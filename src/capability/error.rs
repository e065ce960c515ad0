use std::fmt;
use std::io;
use std::path::PathBuf;

/// Failures of terminfo resolution.
///
/// `NotInDirectory` is the only continuable variant: the multi-directory
/// search moves on when it sees it. Everything else aborts the search.
#[derive(Debug)]
pub enum ResolveError {
    NotInDirectory {
        name: String,
        directory: PathBuf,
    },
    NotFound {
        name: String,
        directories: Vec<PathBuf>,
    },
    Read {
        path: PathBuf,
        source: io::Error,
    },
    Malformed {
        path: PathBuf,
        reason: String,
    },
    HomeDirectory,
}

impl ResolveError {
    pub fn is_continuable(&self) -> bool {
        matches!(self, ResolveError::NotInDirectory { .. })
    }
}

impl fmt::Display for ResolveError {
    fn fmt(&self, f: &mut fmt::Formatter<'_>) -> fmt::Result {
        match self {
            ResolveError::NotInDirectory { name, directory } => write!(
                f,
                "could not find terminfo {:?} in {:?}",
                name,
                directory.display().to_string()
            ),
            ResolveError::NotFound { name, directories } => {
                let joined = directories
                    .iter()
                    .map(|d| d.display().to_string())
                    .collect::<Vec<_>>()
                    .join(", ");
                write!(
                    f,
                    "could not find terminfo {:?} in any of {:?}",
                    name, joined
                )
            }
            ResolveError::Read { path, source } => {
                write!(f, "failed to read {}: {}", path.display(), source)
            }
            ResolveError::Malformed { path, reason } => {
                write!(f, "malformed terminfo {}: {}", path.display(), reason)
            }
            ResolveError::HomeDirectory => write!(f, "cannot determine home directory"),
        }
    }
}

impl std::error::Error for ResolveError {
    fn source(&self) -> Option<&(dyn std::error::Error + 'static)> {
        match self {
            ResolveError::Read { source, .. } => Some(source),
            _ => None,
        }
    }
}
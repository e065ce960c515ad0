//! rawterm - terminal session engine
//!
//! Module layout:
//! - capability: terminfo search path, resolver, capability lookup
//! - render: serialized capability writes to the output sink
//! - console: raw mode, size, guaranteed restore, termination signals
//! - events: event stream, input/resize producers, shutdown signal
//! - config: settings file and data directories
//! - app: the event loop driving all of the above

pub mod app;
pub mod capability;
pub mod config;
pub mod console;
pub mod events;
pub mod render;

====

Look through the entries and find each line that has the string "self". Copy those lines.

    pub fn is_continuable(&self) -> bool {
        matches!(self, ResolveError::NotInDirectory { .. })
    fn fmt(&self, f: &mut fmt::Formatter<'_>) -> fmt::Result {
        match self {
    fn source(&self) -> Option<&(dyn std::error::Error + 'static)> {
        match self {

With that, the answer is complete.